EXERCISE REQUIREMENTS: Check each line of the listing for the word "StrategyResult" and report the ones that have it.

DATASET EXCERPTS:
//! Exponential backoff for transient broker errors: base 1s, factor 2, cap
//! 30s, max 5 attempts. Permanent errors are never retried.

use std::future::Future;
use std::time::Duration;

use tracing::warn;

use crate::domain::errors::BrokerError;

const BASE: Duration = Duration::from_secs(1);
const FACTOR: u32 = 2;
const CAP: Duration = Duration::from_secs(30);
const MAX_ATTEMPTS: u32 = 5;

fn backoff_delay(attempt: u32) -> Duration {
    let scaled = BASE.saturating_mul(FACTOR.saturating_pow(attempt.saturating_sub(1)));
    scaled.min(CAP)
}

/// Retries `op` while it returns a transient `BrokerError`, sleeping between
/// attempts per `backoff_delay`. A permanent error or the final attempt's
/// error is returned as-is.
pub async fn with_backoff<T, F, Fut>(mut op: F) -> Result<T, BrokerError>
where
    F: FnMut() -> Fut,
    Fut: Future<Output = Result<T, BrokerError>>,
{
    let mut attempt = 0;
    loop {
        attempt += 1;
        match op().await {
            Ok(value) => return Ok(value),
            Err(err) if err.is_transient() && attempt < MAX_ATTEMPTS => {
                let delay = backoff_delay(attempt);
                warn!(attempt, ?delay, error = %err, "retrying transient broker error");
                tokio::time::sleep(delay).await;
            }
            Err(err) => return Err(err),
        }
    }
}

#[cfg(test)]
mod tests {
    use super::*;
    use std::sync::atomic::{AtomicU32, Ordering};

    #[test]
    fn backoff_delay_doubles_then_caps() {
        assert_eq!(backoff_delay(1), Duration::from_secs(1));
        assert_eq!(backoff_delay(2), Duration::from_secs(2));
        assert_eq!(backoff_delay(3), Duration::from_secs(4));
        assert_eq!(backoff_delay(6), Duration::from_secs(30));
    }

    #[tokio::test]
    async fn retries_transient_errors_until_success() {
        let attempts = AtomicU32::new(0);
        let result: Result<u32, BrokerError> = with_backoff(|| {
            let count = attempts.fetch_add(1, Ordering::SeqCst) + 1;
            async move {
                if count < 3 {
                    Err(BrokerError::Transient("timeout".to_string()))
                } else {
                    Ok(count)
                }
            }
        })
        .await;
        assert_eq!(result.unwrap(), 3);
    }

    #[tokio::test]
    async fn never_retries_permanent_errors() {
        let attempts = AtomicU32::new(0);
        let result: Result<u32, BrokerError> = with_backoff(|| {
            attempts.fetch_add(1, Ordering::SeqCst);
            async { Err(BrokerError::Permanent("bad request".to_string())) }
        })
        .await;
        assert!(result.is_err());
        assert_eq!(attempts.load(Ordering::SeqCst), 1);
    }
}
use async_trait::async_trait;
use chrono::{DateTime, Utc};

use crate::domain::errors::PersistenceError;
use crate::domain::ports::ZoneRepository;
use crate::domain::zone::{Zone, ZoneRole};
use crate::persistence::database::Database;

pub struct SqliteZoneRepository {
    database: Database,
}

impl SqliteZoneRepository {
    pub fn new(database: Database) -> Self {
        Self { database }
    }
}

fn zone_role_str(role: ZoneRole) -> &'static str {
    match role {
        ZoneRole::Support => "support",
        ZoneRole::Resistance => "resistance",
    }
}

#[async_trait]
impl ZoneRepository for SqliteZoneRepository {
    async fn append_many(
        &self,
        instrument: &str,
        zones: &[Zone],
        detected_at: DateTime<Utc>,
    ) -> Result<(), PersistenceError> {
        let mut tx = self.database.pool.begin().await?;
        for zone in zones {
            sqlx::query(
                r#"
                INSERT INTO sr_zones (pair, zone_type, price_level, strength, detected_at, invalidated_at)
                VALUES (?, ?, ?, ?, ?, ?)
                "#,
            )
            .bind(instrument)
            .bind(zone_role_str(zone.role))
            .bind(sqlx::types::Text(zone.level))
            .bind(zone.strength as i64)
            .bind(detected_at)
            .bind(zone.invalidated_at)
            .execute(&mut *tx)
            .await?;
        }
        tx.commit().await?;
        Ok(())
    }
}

--

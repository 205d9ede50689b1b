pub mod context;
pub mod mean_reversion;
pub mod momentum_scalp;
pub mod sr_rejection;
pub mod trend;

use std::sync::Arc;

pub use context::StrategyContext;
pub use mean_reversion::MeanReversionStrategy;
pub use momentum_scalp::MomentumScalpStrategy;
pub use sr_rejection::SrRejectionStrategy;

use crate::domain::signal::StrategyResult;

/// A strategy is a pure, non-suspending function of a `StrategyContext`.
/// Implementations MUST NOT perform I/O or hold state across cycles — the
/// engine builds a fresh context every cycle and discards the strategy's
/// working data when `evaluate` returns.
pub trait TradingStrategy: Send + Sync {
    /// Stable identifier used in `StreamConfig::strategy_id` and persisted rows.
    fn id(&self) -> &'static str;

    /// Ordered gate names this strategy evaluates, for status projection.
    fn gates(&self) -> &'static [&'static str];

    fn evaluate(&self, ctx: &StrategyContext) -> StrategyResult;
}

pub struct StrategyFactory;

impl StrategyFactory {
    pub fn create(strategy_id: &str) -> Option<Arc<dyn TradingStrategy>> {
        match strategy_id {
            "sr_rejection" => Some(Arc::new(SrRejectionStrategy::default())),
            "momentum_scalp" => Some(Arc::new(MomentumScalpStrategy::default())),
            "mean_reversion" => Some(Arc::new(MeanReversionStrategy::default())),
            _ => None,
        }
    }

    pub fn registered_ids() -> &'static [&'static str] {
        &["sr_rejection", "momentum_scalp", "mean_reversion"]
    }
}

SOLUTION FOR THIS TASK:
use crate::domain::signal::StrategyResult;
    fn evaluate(&self, ctx: &StrategyContext) -> StrategyResult;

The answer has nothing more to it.